Taking the line with "let mut g = Graph::new('A'..='I');" as the first and the line with "let mut g = Graph::new('A'..='L');" as the last, set down exactly every line in that range from the entries below, and no more.

|---|

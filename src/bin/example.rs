use matrix_graph::{Graph, Result};

fn weighted_graph() -> Result<Graph<char>> {
    let mut g = Graph::new('A'..='I');
    for (a, b, w) in [
        ('A', 'B', 2),
        ('A', 'C', 4),
        ('B', 'E', 9),
        ('B', 'F', 12),
        ('C', 'D', 6),
        ('C', 'E', 13),
        ('D', 'G', 2),
        ('E', 'F', 1),
        ('E', 'G', 11),
        ('E', 'H', 14),
        ('F', 'H', 3),
        ('G', 'H', 5),
        ('H', 'I', 10),
    ] {
        g.connect(&a, &b, w)?;
    }
    Ok(g)
}

fn unweighted_graph() -> Result<Graph<char>> {
    let mut g = Graph::new('A'..='L');
    for (a, b) in [
        ('A', 'B'),
        ('A', 'C'),
        ('B', 'D'),
        ('B', 'E'),
        ('C', 'E'),
        ('C', 'F'),
        ('D', 'G'),
        ('E', 'G'),
        ('E', 'H'),
        ('F', 'H'),
        ('G', 'I'),
        ('G', 'J'),
        ('H', 'K'),
        ('H', 'L'),
        ('I', 'J'),
        ('K', 'L'),
    ] {
        g.connect(&a, &b, 1)?;
    }
    Ok(g)
}

fn join(labels: &[char], sep: &str) -> String {
    labels
        .iter()
        .map(char::to_string)
        .collect::<Vec<_>>()
        .join(sep)
}

fn main() -> Result<()> {
    let g1 = weighted_graph()?;
    println!("Adjacency matrix of graph 1:\n{g1}");

    println!("BFS from A: {}", join(&g1.bfs(&'A')?, " "));
    println!("DFS from A: {}", join(&g1.dfs(&'A')?, " "));

    println!("\nShortest paths from A:");
    for route in g1.dijkstra(&'A')? {
        match route.distance {
            Some(d) => println!(
                "  A to {}: distance {d}, path {}",
                route.target,
                join(&route.path, "->")
            ),
            None => println!("  A to {}: unreachable", route.target),
        }
    }

    println!("\nMinimum spanning tree from A:");
    match g1.prim(&'A') {
        Ok(tree) => {
            for e in &tree.edges {
                println!("  {}-{} (weight {})", e.parent, e.child, e.weight);
            }
            println!("  total weight {}", tree.total_weight);
        }
        Err(e) => println!("  {e}"),
    }

    let mut g2 = unweighted_graph()?;
    let bc = g2.find_biconnected_components_and_articulation();
    println!(
        "\nArticulation points of graph 2: {}",
        if bc.articulation_points.is_empty() {
            "none".to_owned()
        } else {
            join(&bc.articulation_points, " ")
        }
    );
    println!("{} biconnected components:", bc.components.len());
    for (i, c) in bc.components.iter().enumerate() {
        let edges: Vec<_> = c.iter().map(|(a, b)| format!("{a}-{b}")).collect();
        println!("  component {}: {}", i + 1, edges.join(" "));
    }
    let bridges: Vec<_> = bc.bridges.iter().map(|(a, b)| format!("{a}-{b}")).collect();
    println!("Bridges: {}", bridges.join(" "));
    println!("{}", g2.tarjan_state().forest());
    Ok(())
}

|---|

- **Response for this exercise**
    let mut g = Graph::new('A'..='I');
    for (a, b, w) in [
        ('A', 'B', 2),
        ('A', 'C', 4),
        ('B', 'E', 9),
        ('B', 'F', 12),
        ('C', 'D', 6),
        ('C', 'E', 13),
        ('D', 'G', 2),
        ('E', 'F', 1),
        ('E', 'G', 11),
        ('E', 'H', 14),
        ('F', 'H', 3),
        ('G', 'H', 5),
        ('H', 'I', 10),
    ] {
        g.connect(&a, &b, w)?;
    }
    Ok(g)
}

fn unweighted_graph() -> Result<Graph<char>> {
    let mut g = Graph::new('A'..='L');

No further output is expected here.